April 20, 2010 (Chinavestor) Shares of Chinese companies bounced back in Hong Kong but continued to suffer in Shanghai on Tuesday. The Hang Seng Index (INDEXHANGSENG:.HSI) advanced +218.21 points or +1.02% to 21,623.38 by the close. The rally was universal, stocks that advanced outnumbered those that fell six to one among the forty two member index components. Chinese telecoms were on fire, all three major carriers made it to the best five performing stocks of the day. China Unicom (HKG:0762) reported March 2010 operational statistics on Monday while China Mobile (HKG:0941) reported unaudited 2010 first quarter results. The bottom line is that the telecom market isn't saturated, both carriers reported strong growth. China Telecom (HKG:0728) advanced 4.0% followed closely by China Mobile (HKG:0941) and China Unicom (HKG:0762) with a 3.3% advance.

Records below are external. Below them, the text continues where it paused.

#[cfg(test)]
mod tests {
    use std::fs;

    use ph_expr::{ErrorKind, Operation};
    use ph_types::Value;

    use super::{
        CaseStatus, FixtureExpr, HarnessConfig, HarnessError, HostFunction, run_case_json,
        run_smoke, run_suite, run_suites_grouped, write_report,
    };

    const ADD_ONE: &str = r#"{
        "suite": "arithmetic",
        "case_id": "add_one",
        "expr": {
            "op": "binary",
            "operator": "add",
            "left": {"op": "slot"},
            "right": {"literal": {"kind": "int", "value": 1}}
        },
        "inputs": [{"kind": "int", "value": 41}],
        "expected": {"kind": "int", "value": 42},
        "expected_render": "_0 + 1"
    }"#;

    #[test]
    fn fixture_expressions_parse_and_build() {
        let json = r#"{"op": "pipe", "first": {"op": "slot"}, "then": [{"op": "apply", "function": "len"}]}"#;
        let fixture: FixtureExpr = serde_json::from_str(json).expect("parse");
        let expr = fixture.build().expect("build");
        assert_eq!(expr.operation(), Operation::Pipe);
        assert_eq!(expr.to_string(), "_0 >> len(_0)");
        assert_eq!(expr.eval(&[Value::from("four")]).expect("eval"), Value::Int(4));
    }

    #[test]
    fn passing_case_reports_pass() {
        let result = run_case_json(ADD_ONE).expect("run");
        assert_eq!(result.status, CaseStatus::Pass, "{:?}", result.mismatch);
        assert_eq!(result.operation, Some(Operation::Add));
    }

    #[test]
    fn wrong_expectation_reports_mismatch() {
        let body = ADD_ONE.replace(r#""value": 42"#, r#""value": 43"#);
        let result = run_case_json(&body).expect("run");
        assert_eq!(result.status, CaseStatus::Fail);
        assert_eq!(
            result.mismatch.as_deref(),
            Some("value mismatch: expected 43, got 42")
        );
    }

    #[test]
    fn int_and_float_results_are_not_interchangeable() {
        let body = ADD_ONE.replace(
            r#""expected": {"kind": "int", "value": 42}"#,
            r#""expected": {"kind": "float", "value": 42.0}"#,
        );
        let result = run_case_json(&body).expect("run");
        assert_eq!(result.status, CaseStatus::Fail);
    }

    #[test]
    fn construction_errors_are_expected_outcomes() {
        let body = r#"{
            "suite": "construction",
            "case_id": "literal_only",
            "expr": {
                "op": "binary",
                "operator": "mul",
                "left": {"literal": {"kind": "int", "value": 2}},
                "right": {"literal": {"kind": "int", "value": 3}}
            },
            "expected_error": "no_placeholder"
        }"#;
        let result = run_case_json(body).expect("run");
        assert_eq!(result.status, CaseStatus::Pass, "{:?}", result.mismatch);
        assert_eq!(result.operation, None);
    }

    #[test]
    fn fixtures_need_exactly_one_expectation() {
        let body = ADD_ONE.replace(
            r#""expected_render""#,
            r#""expected_error": "overflow", "expected_render""#,
        );
        let err = run_case_json(&body).expect_err("two expectations");
        assert!(matches!(err, HarnessError::FixtureFormat(_)));
    }

    #[test]
    fn invalid_policies_are_rejected() {
        let body = ADD_ONE.replace(r#""inputs""#, r#""policy": {"max_depth": 0}, "inputs""#);
        let err = run_case_json(&body).expect_err("zero depth");
        assert!(matches!(err, HarnessError::Policy(_)));
    }

    #[test]
    fn host_functions_behave() {
        let double = HostFunction::Double.stage();
        assert_eq!(double.eval(&[Value::from("ab")]).expect("eval"), Value::from("abab"));
        let err = HostFunction::Fail.stage().eval(&[Value::None]).expect_err("fail");
        assert_eq!(err.kind(), ErrorKind::CallFailed);
        assert_eq!(
            HostFunction::Str.stage().eval(&[Value::Float(1.5)]).expect("eval"),
            Value::from("1.5")
        );
    }

    #[test]
    fn suites_load_from_an_arbitrary_fixture_root() {
        let dir = tempfile::tempdir().expect("tempdir");
        let cases = dir.path().join("cases/arithmetic");
        fs::create_dir_all(&cases).expect("mkdir");
        fs::write(cases.join("add_one.json"), ADD_ONE).expect("write fixture");
        fs::write(cases.join("notes.txt"), "ignored").expect("write note");

        let config = HarnessConfig::default_paths().with_fixture_root(dir.path());
        let smoke = run_smoke(&config);
        assert_eq!(smoke.fixture_count, 1);
        assert!(!smoke.gate_present);

        let report = run_suite(&config).expect("suite");
        assert!(report.is_green());
        assert_eq!(report.passed, 1);

        let grouped = run_suites_grouped(&config, Some("arithmetic")).expect("grouped");
        assert_eq!(grouped.len(), 1);
        assert_eq!(grouped[0].suite, "placeholder_cases:arithmetic");

        let out = dir.path().join("out/report.json");
        write_report(&out, &grouped).expect("write report");
        let body = fs::read_to_string(out).expect("read report");
        assert!(body.contains("\"add_one\""));
    }

    #[test]
    fn malformed_fixture_files_name_the_file() {
        let dir = tempfile::tempdir().expect("tempdir");
        let cases = dir.path().join("cases");
        fs::create_dir_all(&cases).expect("mkdir");
        fs::write(cases.join("broken.json"), "{ not json").expect("write");

        let config = HarnessConfig::default_paths().with_fixture_root(dir.path());
        let err = run_suite(&config).expect_err("broken fixture");
        let HarnessError::FixtureFormat(message) = err else {
            panic!("expected FixtureFormat, got {err:?}");
        };
        assert!(message.contains("broken.json"), "{message}");
    }
}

Chinese airliners have returned to profitability and are expecting an improved 2010 Q1. China Southern Airlines (HKG:1055) and China Eastern Airlines (HKG:0670) rose 3.3% and 3.2%, respectively.
But steel, metal and construction material stocks suffered both in Hong Kong and Shanghai.
Insurers outperformed in Shanghai despite a negative market sentiment. Shares of Ping An Insurance (SHA:601318) advanced +2.9% followed by China Pacific Insurance (SHA:601601). China Life Insurance (SHA:601628) rose +0.4% as earnings have started to roll in. China Pacific reported better-than-expected 2009 results and guided higher for 2010.
Chinese shares listed in U.S. equity markets have fallen significantly over the last two days. The number of Chinese ADRs trading below 50-DMA and 20-DMA have experienced a significant contraction. However index futures point to a higher open, suggesting the bottom is near for Chinese stocks. The low number of overbought and oversold China plays suggests a recovery will be universal.
The dramatic contraction of the Shanghai Composite Index (SHA:000001) is depicted by the following chart. The Chinese real estate ETF (NYSE:HAO) has been suffering along with the Morgan Stanley China Fund (NYSE:CAF), and for a reason. The rest of key indices and indicators have been trading in a much narrower range.